Facial attractiveness has typically been measured by judges who provide independent ratings on the attractiveness of each subject. Their assessments are then averaged to yield objective physical attractiveness ratings.[1] The scholarly consensus has been that agreement among objective raters is generally high,[2-6] and that “raters agreed about the attractiveness of both adults and children.”[7] Regardless of culture of origin and ethnicity, judges generally show a high degree of agreement in the judgment of attractiveness.[8] Components of universal attractiveness have been shown to include averageness, symmetry, sexual dimorphism, a pleasant expression, good grooming, and youthfulness.[9-13] Few researchers, however, have pointed to the importance of individual differences between judges of attractiveness. Indeed, individual differences in the perception of facial attractiveness may arise from learning and differences in life history.[14] Honekopp15 asserts that the claim that facial-attractiveness judgment standards are largely shared is unsubstantiated and that future researchers address differences in judge scores and should recognize inter-individual differences in attractiveness judgments.

Men and women generally agree in their judgments of facial attractiveness for both same-sex and opposite-sex appraisals.[16-20] Among the recent array of literature in facial attractiveness, however, there seems to be a paucity of research exploring possible differences in male versus female objective ratings including differences in how men and women appraise facial attractiveness.

More than 50 percent of United States women currently report dissatisfaction with their overall appearance21 and tend to compare themselves with an idealized standard of beauty, such as a fashion model.[22] However, patients seeking dermatological and cosmetic improvement in aging facial features report greater satisfaction in their overall appearance, spend more time and energy with personal grooming, consider themselves to be more physically attractive, and by large are more satisfied with their overall body image than other women.[23] This may or may not be entirely consistent with data showing that people’s beliefs about their own attractiveness (self-ratings) have been shown to be generally consistent with the manner in which they were seen by others.[24]

This study examined the following: 1) whether a discrepancy exists between objective and subjective facial attractiveness appraisals; 2) the relationship between age, marital status, and/or number of children and subjective attractiveness ratings; and 3) whether a systematic difference would exist in how men and women appraise female facial attractiveness.

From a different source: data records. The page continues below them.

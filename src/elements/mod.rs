// Copyright (c) 2024 Mike Tsao

//! Generators: the leaves of a signal tree, which produce audio from nothing
//! but their own parameters.

/// The most commonly used imports.
pub mod prelude {
    pub use super::generators::{
        Frequency, Oscillator, OscillatorBuilder, PinkNoise, Raw, Silence, Step, Waveform,
        WhiteNoise,
    };
}

pub use generators::{
    Frequency, Oscillator, OscillatorBuilder, PinkNoise, Raw, Silence, Step, Waveform, WhiteNoise,
};

mod generators;
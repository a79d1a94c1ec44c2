// Copyright (c) 2024 Mike Tsao

//! Handles digital-audio and wall-clock time.

use crate::error::{Error, Result};
use core::{
    fmt::{self, Display},
    ops::{Mul, Neg},
};
use derivative::Derivative;
use serde::{Deserialize, Serialize};

/// Samples per second. Always positive.
#[derive(Clone, Copy, Debug, Derivative, Eq, PartialEq, Hash, Serialize, Deserialize)]
#[derivative(Default)]
#[serde(rename_all = "kebab-case")]
pub struct SampleRate(#[derivative(Default(value = "44100"))] pub usize);
#[allow(missing_docs)]
impl SampleRate {
    pub const DEFAULT_SAMPLE_RATE: usize = 44100;
    pub const DEFAULT: SampleRate = SampleRate::new(Self::DEFAULT_SAMPLE_RATE);

    /// Zero isn't a sample rate, so it quietly becomes the default.
    pub const fn new(value: usize) -> Self {
        if value != 0 {
            Self(value)
        } else {
            Self(Self::DEFAULT_SAMPLE_RATE)
        }
    }

    /// Like [SampleRate::new()], but rejects zero instead of substituting.
    pub fn try_new(value: usize) -> Result<Self> {
        if value == 0 {
            Err(Error::invalid_argument("sample rate must be positive"))
        } else {
            Ok(Self(value))
        }
    }
}
impl Display for SampleRate {
    fn fmt(&self, f: &mut fmt::Formatter<'_>) -> fmt::Result {
        f.write_fmt(format_args!("{} Hz", self.0))
    }
}
impl From<usize> for SampleRate {
    fn from(value: usize) -> Self {
        Self::new(value)
    }
}
impl From<u32> for SampleRate {
    fn from(value: u32) -> Self {
        Self::new(value as usize)
    }
}
impl From<f64> for SampleRate {
    fn from(value: f64) -> Self {
        Self::new(value as usize)
    }
}
impl From<SampleRate> for f64 {
    fn from(value: SampleRate) -> Self {
        value.0 as f64
    }
}
impl From<SampleRate> for u32 {
    fn from(value: SampleRate) -> Self {
        value.0 as u32
    }
}
impl Mul<Seconds> for SampleRate {
    type Output = usize;

    // (sample rate x seconds) = buffer size
    fn mul(self, rhs: Seconds) -> Self::Output {
        (self.0 as f64 * rhs.0) as usize
    }
}

/// Represents the [seconds](https://en.wikipedia.org/wiki/Second) unit of time.
#[derive(Clone, Copy, Debug, Default, PartialEq, PartialOrd, Serialize, Deserialize)]
#[serde(rename_all = "kebab-case")]
pub struct Seconds(pub f64);
impl Seconds {
    /// Zero seconds.
    pub const fn zero() -> Seconds {
        Seconds(0.0)
    }
}
impl From<f64> for Seconds {
    fn from(value: f64) -> Self {
        Self(value)
    }
}
impl Display for Seconds {
    fn fmt(&self, f: &mut fmt::Formatter<'_>) -> fmt::Result {
        f.write_fmt(format_args!("{:.3}s", self.0))
    }
}

/// A length of time, expressed either as an exact count of samples or as
/// milliseconds.
///
/// The convention is carried everywhere a duration appears: integers always
/// mean samples, floats always mean milliseconds. `Duration::from(100)` is a
/// hundred samples at any sample rate, while `Duration::from(100.0)` is a
/// tenth of a second.
///
/// Durations are signed so that time-shifting transforms can move audio
/// backward. Generators reject negative durations.
#[derive(Clone, Copy, Debug, PartialEq, Serialize, Deserialize)]
#[serde(rename_all = "kebab-case")]
pub enum Duration {
    /// An exact number of samples, independent of sample rate.
    Samples(i64),
    /// Milliseconds; converted to samples at render time.
    Millis(f64),
}
impl Default for Duration {
    fn default() -> Self {
        Self::Samples(0)
    }
}
impl Duration {
    /// No time at all.
    pub const ZERO: Duration = Duration::Samples(0);

    /// Converts to a (possibly negative) sample count. Millisecond values are
    /// truncated toward zero.
    pub fn to_samples(&self, sample_rate: SampleRate) -> i64 {
        match self {
            Duration::Samples(samples) => *samples,
            Duration::Millis(ms) => (ms * sample_rate.0 as f64 / 1000.0) as i64,
        }
    }

    /// Converts to a sample count, failing if the duration is negative.
    pub fn num_samples(&self, sample_rate: SampleRate) -> Result<usize> {
        let samples = self.to_samples(sample_rate);
        usize::try_from(samples)
            .map_err(|_| Error::invalid_argument(format!("duration {self} is negative")))
    }

    /// The duration in seconds at the given sample rate.
    pub fn to_seconds(&self, sample_rate: SampleRate) -> Seconds {
        match self {
            Duration::Samples(samples) => Seconds(*samples as f64 / sample_rate.0 as f64),
            Duration::Millis(ms) => Seconds(ms / 1000.0),
        }
    }

    /// Whether the duration points backward in time.
    pub fn is_negative(&self) -> bool {
        match self {
            Duration::Samples(samples) => *samples < 0,
            Duration::Millis(ms) => *ms < 0.0,
        }
    }

    /// Returns an error naming `what` if the duration is negative or not a
    /// number.
    pub fn validate_non_negative(&self, what: &str) -> Result<()> {
        let is_nan = matches!(self, Duration::Millis(ms) if ms.is_nan());
        if self.is_negative() || is_nan {
            Err(Error::invalid_argument(format!(
                "{what} duration must be non-negative, got {self}"
            )))
        } else {
            Ok(())
        }
    }

    /// Adds two durations that share a unit. Mixed units can't be added
    /// without a sample rate, so they yield `None`.
    pub fn checked_add(&self, other: &Duration) -> Option<Duration> {
        match (self, other) {
            (Duration::Samples(a), Duration::Samples(b)) => Some(Duration::Samples(a + b)),
            (Duration::Millis(a), Duration::Millis(b)) => Some(Duration::Millis(a + b)),
            _ => None,
        }
    }

    /// The longer of two durations that share a unit.
    pub fn checked_max(&self, other: &Duration) -> Option<Duration> {
        match (self, other) {
            (Duration::Samples(a), Duration::Samples(b)) => Some(Duration::Samples(*a.max(b))),
            (Duration::Millis(a), Duration::Millis(b)) => Some(Duration::Millis(a.max(*b))),
            _ => None,
        }
    }

    /// Adds two durations, converting mixed units to samples at the given
    /// rate.
    pub fn sum(&self, other: &Duration, sample_rate: SampleRate) -> Duration {
        match (self, other) {
            (Duration::Samples(a), Duration::Samples(b)) => Duration::Samples(a + b),
            (Duration::Millis(a), Duration::Millis(b)) => Duration::Millis(a + b),
            _ => Duration::Samples(self.to_samples(sample_rate) + other.to_samples(sample_rate)),
        }
    }
}
impl Display for Duration {
    fn fmt(&self, f: &mut fmt::Formatter<'_>) -> fmt::Result {
        match self {
            Duration::Samples(samples) => f.write_fmt(format_args!("{samples} samples")),
            Duration::Millis(ms) => f.write_fmt(format_args!("{ms}ms")),
        }
    }
}
impl Neg for Duration {
    type Output = Self;

    fn neg(self) -> Self::Output {
        match self {
            Duration::Samples(samples) => Duration::Samples(-samples),
            Duration::Millis(ms) => Duration::Millis(-ms),
        }
    }
}
impl From<i64> for Duration {
    fn from(value: i64) -> Self {
        Self::Samples(value)
    }
}
impl From<i32> for Duration {
    fn from(value: i32) -> Self {
        Self::Samples(value as i64)
    }
}
impl From<u32> for Duration {
    fn from(value: u32) -> Self {
        Self::Samples(value as i64)
    }
}
impl From<usize> for Duration {
    fn from(value: usize) -> Self {
        Self::Samples(value as i64)
    }
}
impl From<f64> for Duration {
    fn from(value: f64) -> Self {
        Self::Millis(value)
    }
}
impl From<f32> for Duration {
    fn from(value: f32) -> Self {
        Self::Millis(value as f64)
    }
}
impl From<Seconds> for Duration {
    fn from(value: Seconds) -> Self {
        Self::Millis(value.0 * 1000.0)
    }
}
// Copyright (c) 2024 Mike Tsao

//! Transforms edit realized audio in place. They compose with `*`, left
//! operand first: `Gain::new(6.0) * Clip::new(0.5)` boosts, then clips.
//! Order matters; the reverse chain sounds different.

use crate::{audio::SampleBuffer, error::Result, traits::Transform};
use core::ops::Mul;
use std::sync::Arc;

/// The most commonly used imports.
pub mod prelude {
    pub use super::{
        Adsr, Amplitude, BiQuad, BiTransform, Clip, Combine, Convolution, CrossFade, Downsample,
        Extend, Fade, FadeIn, FadeOut, Fir, Gain, Iir, Limiter, Mono, MovingAverage,
        OneImpulseReverb, Pan, Repan, Reverse, Shift, SimpleBandPass, SimpleBandStop,
        SimpleHighPass, SimpleHighShelf, SimpleLowPass, SimpleLowShelf, SimpleNotch, SineAm, Slice,
        Stretch, TransformChain,
    };
}

pub use {
    amplitude::{Amplitude, Gain, Level, SineAm},
    convolution::{Convolution, OneImpulseReverb, ReverbCurve},
    envelope::{Adsr, AdsrBuilder, CrossFade, Fade, FadeBuilder, FadeIn, FadeOut, FadeShape},
    filter::{
        BiQuad, BiQuadKind, Fir, Iir, MovingAverage, SimpleBandPass, SimpleBandStop,
        SimpleHighPass, SimpleHighShelf, SimpleLowPass, SimpleLowShelf, SimpleNotch,
    },
    limiter::{Clip, Limiter, LimiterBuilder, Threshold},
    panning::{Mono, Pan, PanLaw, Repan},
    slicing::{Combine, Slice},
    time::{Downsample, Extend, Reverse, Shift, Stretch, StretchRate},
};

mod amplitude;
mod convolution;
mod envelope;
mod filter;
mod limiter;
mod panning;
mod slicing;
mod time;

/// An ordered list of transforms that is itself a [Transform]. Applying it
/// applies each member in turn.
#[derive(Clone, Debug, Default)]
pub struct TransformChain {
    transforms: Vec<Arc<dyn Transform>>,
}
impl TransformChain {
    /// A chain of one.
    pub fn new(transform: impl Transform + 'static) -> Self {
        Self {
            transforms: vec![Arc::new(transform)],
        }
    }

    /// Appends another chain to the end of this one.
    pub fn then(mut self, other: impl Into<TransformChain>) -> Self {
        self.transforms.extend(other.into().transforms);
        self
    }

    #[allow(missing_docs)]
    pub fn is_empty(&self) -> bool {
        self.transforms.is_empty()
    }

    #[allow(missing_docs)]
    pub fn len(&self) -> usize {
        self.transforms.len()
    }

    /// The members, in application order.
    pub fn transforms(&self) -> &[Arc<dyn Transform>] {
        &self.transforms
    }

    /// Gives up the members, in application order.
    pub fn into_transforms(self) -> Vec<Arc<dyn Transform>> {
        self.transforms
    }
}
impl Transform for TransformChain {
    fn apply(&self, buffer: &mut SampleBuffer) -> Result<()> {
        for t in self.transforms.iter() {
            t.apply(buffer)?;
            buffer.check_shape()?;
        }
        Ok(())
    }

    fn name(&self) -> &'static str {
        "TransformChain"
    }
}
impl From<Arc<dyn Transform>> for TransformChain {
    fn from(value: Arc<dyn Transform>) -> Self {
        Self {
            transforms: vec![value],
        }
    }
}
impl From<Vec<Arc<dyn Transform>>> for TransformChain {
    fn from(value: Vec<Arc<dyn Transform>>) -> Self {
        Self { transforms: value }
    }
}
/// A bare number scales amplitude.
impl From<f64> for TransformChain {
    fn from(value: f64) -> Self {
        Self::new(Amplitude::new(value))
    }
}
impl<R: Into<TransformChain>> Mul<R> for TransformChain {
    type Output = TransformChain;

    fn mul(self, rhs: R) -> Self::Output {
        self.then(rhs)
    }
}

/// A pair of chains that act on either side of a concatenation. `left`
/// applies to the signal that ends at the boundary and `right` to the one that
/// starts there. A [BiTransform] is never applied directly; it's consumed
/// when a sequence is built with `|`.
#[derive(Clone, Debug, Default)]
pub struct BiTransform {
    /// Applied to the earlier signal.
    pub left: TransformChain,
    /// Applied to the later signal.
    pub right: TransformChain,
}
impl BiTransform {
    #[allow(missing_docs)]
    pub fn new(left: impl Into<TransformChain>, right: impl Into<TransformChain>) -> Self {
        Self {
            left: left.into(),
            right: right.into(),
        }
    }
}

/// Lets a concrete transform start a chain with `*` and convert into one.
macro_rules! impl_transform_ops {
    ($($t:ty),* $(,)?) => {
        $(
            impl From<$t> for TransformChain {
                fn from(value: $t) -> Self {
                    TransformChain::new(value)
                }
            }
            impl<R: Into<TransformChain>> core::ops::Mul<R> for $t {
                type Output = TransformChain;

                fn mul(self, rhs: R) -> Self::Output {
                    TransformChain::new(self).then(rhs)
                }
            }
        )*
    };
}

impl_transform_ops!(
    Adsr,
    Amplitude,
    BiQuad,
    Clip,
    Combine,
    Convolution,
    Downsample,
    Extend,
    Fade,
    Fir,
    Gain,
    Iir,
    Limiter,
    Mono,
    MovingAverage,
    OneImpulseReverb,
    Pan,
    Repan,
    Reverse,
    Shift,
    SimpleBandPass,
    SimpleBandStop,
    SimpleHighPass,
    SimpleHighShelf,
    SimpleLowPass,
    SimpleLowShelf,
    SimpleNotch,
    SineAm,
    Slice,
    Stretch,
);

#[cfg(test)]
mod tests {
    use super::*;
    use crate::types::SampleRate;

    #[derive(Debug)]
    struct Append(f64);
    impl Transform for Append {
        fn apply(&self, buffer: &mut SampleBuffer) -> Result<()> {
            for c in buffer.channels_mut() {
                c.push(self.0);
            }
            Ok(())
        }

        fn name(&self) -> &'static str {
            "Append"
        }
    }

    #[derive(Debug)]
    struct Ragged;
    impl Transform for Ragged {
        fn apply(&self, buffer: &mut SampleBuffer) -> Result<()> {
            buffer.channels_mut()[0].push(1.0);
            Ok(())
        }

        fn name(&self) -> &'static str {
            "Ragged"
        }
    }

    #[test]
    fn chains_apply_left_first() {
        let chain = TransformChain::new(Append(1.0)) * TransformChain::new(Append(2.0));
        let chain = chain * TransformChain::new(Append(3.0));
        assert_eq!(chain.len(), 3);

        let mut b = SampleBuffer::new(SampleRate::default());
        chain.apply(&mut b).unwrap();
        assert_eq!(b.channel(0), Some([1.0, 2.0, 3.0].as_slice()));
    }

    #[test]
    fn concrete_transforms_compose() {
        let chain = Gain::new(6.0) * Reverse * 0.5;
        let names: Vec<&str> = chain.transforms().iter().map(|t| t.name()).collect();
        assert_eq!(names, vec!["Gain", "Reverse", "Amplitude"]);
    }

    #[test]
    fn chain_catches_ragged_output() {
        let chain = TransformChain::new(Ragged);
        let mut b = SampleBuffer::silent(2, 3, SampleRate::default());
        assert!(matches!(
            chain.apply(&mut b),
            Err(crate::Error::ShapeInvariantViolation(_))
        ));
    }
}
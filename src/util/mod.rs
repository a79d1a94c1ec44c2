// Copyright (c) 2024 Mike Tsao

//! System utilities.

/// Commonly used imports.
pub mod prelude {
    pub use super::{rng::Rng, settings::RenderSettings};
}

pub use rng::Rng;
pub use settings::{RenderSettings, RenderSettingsBuilder};

mod rng;
mod settings;
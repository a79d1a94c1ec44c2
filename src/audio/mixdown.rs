// Copyright (c) 2024 Mike Tsao

//! Converts realized floating-point audio into interleaved integer PCM.

use super::buffer::SampleBuffer;
use crate::{
    error::{Error, Result},
    types::SampleRate,
};
use byteorder::{ByteOrder, LittleEndian};
use serde::{Deserialize, Serialize};
use strum_macros::{Display, EnumIter, FromRepr};

/// Bytes per PCM sample.
#[derive(
    Clone, Copy, Debug, Default, Display, EnumIter, FromRepr, PartialEq, Eq, Serialize, Deserialize,
)]
#[serde(try_from = "usize", into = "usize")]
#[repr(usize)]
pub enum ByteWidth {
    /// 8-bit, stored unsigned with an offset of 128.
    One = 1,
    /// 16-bit, the usual CD-quality width.
    #[default]
    Two = 2,
    /// 24-bit, packed into three bytes.
    Three = 3,
    /// 32-bit.
    Four = 4,
}
impl ByteWidth {
    /// The largest magnitude a sample can take at this width.
    pub fn max_value(&self) -> i32 {
        ((1i64 << (8 * *self as usize - 1)) - 1) as i32
    }

    #[allow(missing_docs)]
    pub fn bytes(&self) -> usize {
        *self as usize
    }

    #[allow(missing_docs)]
    pub fn bits(&self) -> u16 {
        8 * *self as u16
    }
}
impl TryFrom<usize> for ByteWidth {
    type Error = Error;

    fn try_from(value: usize) -> core::result::Result<Self, Self::Error> {
        ByteWidth::from_repr(value).ok_or_else(|| {
            Error::UnsupportedFormat(format!("byte width {value} isn't one of 1, 2, 3, 4"))
        })
    }
}
impl From<ByteWidth> for usize {
    fn from(value: ByteWidth) -> Self {
        value as usize
    }
}

/// Final integer sample data, interleaved frame by frame
/// (`ch0[0], ch1[0], ..., ch0[1], ch1[1], ...`).
#[derive(Clone, Debug, PartialEq)]
pub struct QuantizedBuffer {
    samples: Vec<i32>,
    byte_width: ByteWidth,
    num_channels: usize,
    sample_rate: SampleRate,
}
impl QuantizedBuffer {
    /// The interleaved samples.
    pub fn samples(&self) -> &[i32] {
        &self.samples
    }

    #[allow(missing_docs)]
    pub fn byte_width(&self) -> ByteWidth {
        self.byte_width
    }

    #[allow(missing_docs)]
    pub fn num_channels(&self) -> usize {
        self.num_channels
    }

    #[allow(missing_docs)]
    pub fn sample_rate(&self) -> SampleRate {
        self.sample_rate
    }

    /// The number of sample frames (one sample per channel).
    pub fn frames(&self) -> usize {
        self.samples.len() / self.num_channels.max(1)
    }

    /// One channel's samples, de-interleaved.
    pub fn channel(&self, index: usize) -> Vec<i32> {
        self.samples
            .iter()
            .skip(index)
            .step_by(self.num_channels.max(1))
            .copied()
            .collect()
    }

    /// Standard little-endian PCM bytes: signed for widths 2 through 4,
    /// unsigned with a 128 offset for width 1.
    pub fn to_bytes(&self) -> Vec<u8> {
        let width = self.byte_width.bytes();
        let mut bytes = vec![0u8; self.samples.len() * width];
        for (chunk, s) in bytes.chunks_exact_mut(width).zip(self.samples.iter()) {
            match self.byte_width {
                ByteWidth::One => chunk[0] = (*s + 128) as u8,
                ByteWidth::Two => LittleEndian::write_i16(chunk, *s as i16),
                ByteWidth::Three => LittleEndian::write_i24(chunk, *s),
                ByteWidth::Four => LittleEndian::write_i32(chunk, *s),
            }
        }
        bytes
    }
}

/// Scales samples so their peak becomes `max_amplitude`, following the
/// mixdown amplitude policy. Returns the factor to multiply by.
///
/// - `None` leaves the level alone unless the peak exceeds 1.0, in which case
///   it shrinks to exactly 1.0.
/// - `Some(0.0)` opts out of fitting entirely.
/// - `Some(m)` with `0 < m <= 1` maps the current peak onto `m`, amplifying or
///   attenuating as needed.
fn fit(peak: f64, max_amplitude: Option<f64>) -> Result<Option<f64>> {
    match max_amplitude {
        None => {
            if peak > 1.0 {
                log::warn!("signal peak {peak:.3} exceeds 1.0; shrinking to avoid clipping");
                Ok(Some(1.0))
            } else {
                Ok(None)
            }
        }
        Some(m) if m == 0.0 => {
            log::warn!("amplitude fitting disabled; output may clip (peak {peak:.3})");
            Ok(None)
        }
        Some(m) if m > 0.0 && m <= 1.0 => {
            if peak == 0.0 {
                Ok(None)
            } else {
                Ok(Some(m))
            }
        }
        Some(m) => Err(Error::invalid_argument(format!(
            "max amplitude must be in (0, 1] or exactly 0, got {m}"
        ))),
    }
}

impl SampleBuffer {
    /// Quantizes a copy of this buffer's samples. The buffer itself is left
    /// untouched, so mixdown can be repeated at other widths.
    ///
    /// Steps: fit the amplitude, stretch [-1, 1] onto the integer range of
    /// `byte_width`, truncate toward zero, interleave. A positive shift comes
    /// out as leading silence.
    pub fn mixdown(
        &self,
        byte_width: ByteWidth,
        max_amplitude: Option<f64>,
    ) -> Result<QuantizedBuffer> {
        self.check_shape()?;
        let peak = self.peak();
        let target = fit(peak, max_amplitude)?;
        let max_value = byte_width.max_value() as f64;
        let quantize = |s: f64| -> i32 {
            let fitted = match target {
                Some(m) => s / peak * m,
                None => s,
            };
            (fitted * max_value).clamp(-max_value, max_value) as i32
        };

        let num_channels = self.num_channels();
        let lead = self.shift().max(0) as usize;
        let mut samples = vec![0i32; (lead + self.len()) * num_channels];
        for (c, channel) in self.channels().iter().enumerate() {
            for (i, s) in channel.iter().enumerate() {
                samples[(lead + i) * num_channels + c] = quantize(*s);
            }
        }

        Ok(QuantizedBuffer {
            samples,
            byte_width,
            num_channels,
            sample_rate: self.sample_rate(),
        })
    }
}
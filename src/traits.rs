// Copyright (c) 2024 Mike Tsao

//! The traits that connect signals, generators, and transforms.

use crate::{
    audio::SampleBuffer,
    error::Result,
    types::{Duration, SampleRate},
};

/// Quick import of all important traits.
pub mod prelude {
    pub use super::{ContinuesPhase, Generates, Transform};
}

/// Something that [Generates] produces raw audio from its own parameters.
/// It's what sits at the leaves of a signal tree.
///
/// Generation must be a pure function of the generator's parameters and the
/// requested sample rate: realizing the same leaf twice gives bit-identical
/// buffers. Generators that want randomness carry a seed.
pub trait Generates: Send + Sync + core::fmt::Debug {
    /// Produces a fresh buffer at the given sample rate.
    fn generate(&self, sample_rate: SampleRate) -> Result<SampleBuffer>;

    /// The length of the output, if it's known before rendering.
    fn duration(&self) -> Option<Duration> {
        None
    }

    /// A short name for printing signal trees.
    fn name(&self) -> &'static str;

    /// Returns `Some` for generators whose phase can carry across a sequence
    /// boundary.
    fn as_phased(&self) -> Option<&dyn ContinuesPhase> {
        None
    }
}

/// A periodic generator that can start at an arbitrary phase and report where
/// it stopped, so that a tone split across a sequence doesn't click.
pub trait ContinuesPhase {
    /// Whether the caller pinned a starting phase. Pinned phases are never
    /// overridden.
    fn has_explicit_phase(&self) -> bool;

    /// Generates starting at `phase` radians and returns the buffer along with
    /// the phase the next sample would have had.
    fn generate_from_phase(&self, sample_rate: SampleRate, phase: f64)
        -> Result<(SampleBuffer, f64)>;
}

/// A [Transform] edits a realized buffer in place. It's what effects,
/// envelopes, filters, and time edits do.
///
/// Implementations must leave every channel the same length; the realize pass
/// checks after each application. Transforms are immutable once built, so the
/// same one can be shared by many signals.
pub trait Transform: Send + Sync + core::fmt::Debug {
    /// Edits the buffer.
    fn apply(&self, buffer: &mut SampleBuffer) -> Result<()>;

    /// A short name for printing signal trees.
    fn name(&self) -> &'static str;

    /// For transforms that act over a span of time, how many samples that span
    /// covers at the given rate.
    #[allow(unused_variables)]
    fn required_samples(&self, sample_rate: SampleRate) -> Option<usize> {
        None
    }
}
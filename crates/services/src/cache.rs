// Copyright (c) 2024 Mike Tsao

use crate::wav::decode_file;
use cadenza::{audio::SampleBuffer, Signal};
use rustc_hash::FxHashMap;
use std::{
    path::{Path, PathBuf},
    sync::Arc,
};

/// Keeps decoded audio files in memory so that each is read from disk only
/// once. The caller owns the cache and decides how long it lives; nothing is
/// cached behind its back.
#[derive(Debug, Default)]
pub struct SampleCache {
    buffers: FxHashMap<PathBuf, Arc<SampleBuffer>>,
}
impl SampleCache {
    /// Returns the decoded file, loading it on first use.
    pub fn load(&mut self, path: impl AsRef<Path>) -> anyhow::Result<Arc<SampleBuffer>> {
        let path = path.as_ref();
        if let Some(buffer) = self.buffers.get(path) {
            log::debug!("sample cache hit: {}", path.display());
            return Ok(Arc::clone(buffer));
        }
        log::debug!("sample cache miss: {}", path.display());
        let buffer = Arc::new(decode_file(path)?);
        self.buffers.insert(path.to_path_buf(), Arc::clone(&buffer));
        Ok(buffer)
    }

    /// A raw-audio leaf playing the file. Every signal made from the same
    /// path shares one decoded buffer.
    pub fn signal(&mut self, path: impl AsRef<Path>) -> anyhow::Result<Signal> {
        Ok(Signal::raw(self.load(path)?))
    }

    /// Forgets one file. Returns whether it was cached.
    pub fn evict(&mut self, path: impl AsRef<Path>) -> bool {
        self.buffers.remove(path.as_ref()).is_some()
    }

    /// Forgets everything.
    pub fn clear(&mut self) {
        self.buffers.clear();
    }

    #[allow(missing_docs)]
    pub fn len(&self) -> usize {
        self.buffers.len()
    }

    #[allow(missing_docs)]
    pub fn is_empty(&self) -> bool {
        self.buffers.is_empty()
    }
}

#[cfg(test)]
mod tests {
    use super::*;
    use crate::wav::encode;
    use cadenza::{audio::ByteWidth, types::SampleRate};

    fn write_test_file(name: &str) -> PathBuf {
        let path = std::env::temp_dir().join(format!("cadenza-{name}-{}.wav", std::process::id()));
        let quantized = Signal::square(100.0, 40)
            .realize(SampleRate(8000))
            .unwrap()
            .mixdown(ByteWidth::Two, Some(1.0))
            .unwrap();
        std::fs::write(&path, encode(&quantized).unwrap()).unwrap();
        path
    }

    #[test]
    fn loads_once() {
        let _ = env_logger::builder().is_test(true).try_init();
        let path = write_test_file("cache");
        let mut cache = SampleCache::default();
        assert!(cache.is_empty());

        let first = cache.load(&path).unwrap();
        let second = cache.load(&path).unwrap();
        assert!(Arc::ptr_eq(&first, &second));
        assert_eq!(cache.len(), 1);
        assert_eq!(first.len(), 40);

        // Once cached, the file itself is no longer needed.
        std::fs::remove_file(&path).unwrap();
        let signal = cache.signal(&path).unwrap();
        assert_eq!(signal.realize(SampleRate(8000)).unwrap().len(), 40);

        assert!(cache.evict(&path));
        assert!(!cache.evict(&path));
        assert!(cache.load(&path).is_err());
    }

    #[test]
    fn clear_empties() {
        let path = write_test_file("clear");
        let mut cache = SampleCache::default();
        cache.load(&path).unwrap();
        cache.clear();
        assert!(cache.is_empty());
        let _ = std::fs::remove_file(&path);
    }
}
// Copyright (c) 2024 Mike Tsao

//! The error type shared by every fallible operation in the crate.

use thiserror::Error as ThisError;

/// Everything that can go wrong while building or rendering a signal.
///
/// All of these are deterministic. Nothing is retried: once a realize pass
/// fails, the caller fixes the expression and renders again.
#[derive(Debug, Clone, PartialEq, ThisError)]
pub enum Error {
    /// A constructor or operation received a malformed or out-of-range
    /// parameter (negative duration, ratio outside (0, 1], zero step, ...).
    #[error("invalid argument: {0}")]
    InvalidArgument(String),

    /// Two buffers with incompatible channel counts were combined. Mono
    /// buffers never cause this, because they broadcast.
    #[error("channel mismatch: expected {expected} channels, found {found}")]
    ChannelMismatch {
        #[allow(missing_docs)]
        expected: usize,
        #[allow(missing_docs)]
        found: usize,
    },

    /// Raw sample data that can't be interpreted as a channels-by-time matrix.
    #[error("invalid shape: {0}")]
    InvalidShape(String),

    /// An internal invariant was broken, such as a transform leaving channels
    /// of unequal length. This is a bug in the transform, not in the input.
    #[error("shape invariant violated: {0}")]
    ShapeInvariantViolation(String),

    /// The operation is meaningless for this value.
    #[error("unsupported operation: {0}")]
    UnsupportedOperation(String),

    /// The requested sample encoding isn't one we can produce.
    #[error("unsupported format: {0}")]
    UnsupportedFormat(String),
}

/// Shorthand for results produced by this crate.
pub type Result<T> = core::result::Result<T, Error>;

impl Error {
    /// Convenience constructor for [Error::InvalidArgument].
    pub fn invalid_argument(message: impl Into<String>) -> Self {
        Self::InvalidArgument(message.into())
    }
}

The judging of facial attractiveness used photographs of the subjects in order to fully objectify facial attractiveness and exclude any possibility that personality or other in-person features would influence ratings.

Material and Methods
Subjects. This study received full institutional review board approval by U.S. IRB, Inc., prior to commencement. A total of 65 adult, female patients between the ages of 18 and 65 years of age were recruited to participate in having their photograph taken and complete a subjective attractiveness rating instrument. Specifically, the sample comprised the first 65 patients approached in the waiting room of the dermatology office of Skin and Cancer Associates and the Center for Cosmetic Enhancement, in Aventura, Florida, who agreed to participate in the study. Four adult participants, two male and two female, of a similar demographic makeup as the subjective group of female participants, were recruited to judge the patient’s facial images. The objective raters had no prior knowledge or relationship with any of the participants.

Measures. Each subject was given a short survey with questions asking them to rate their own facial attractiveness on a scale from 1 to 7 (1=very unattractive; 7=very attractive) as well as provide basic demographic information, after which they were photographed (using a neutral facial expression) with a Polaroid camera set to 0.4. Four objective raters, with a similar survey, used the same 1 to 7 scale to look at the subject’s photograph and objectively appraise the patient’s facial attractiveness.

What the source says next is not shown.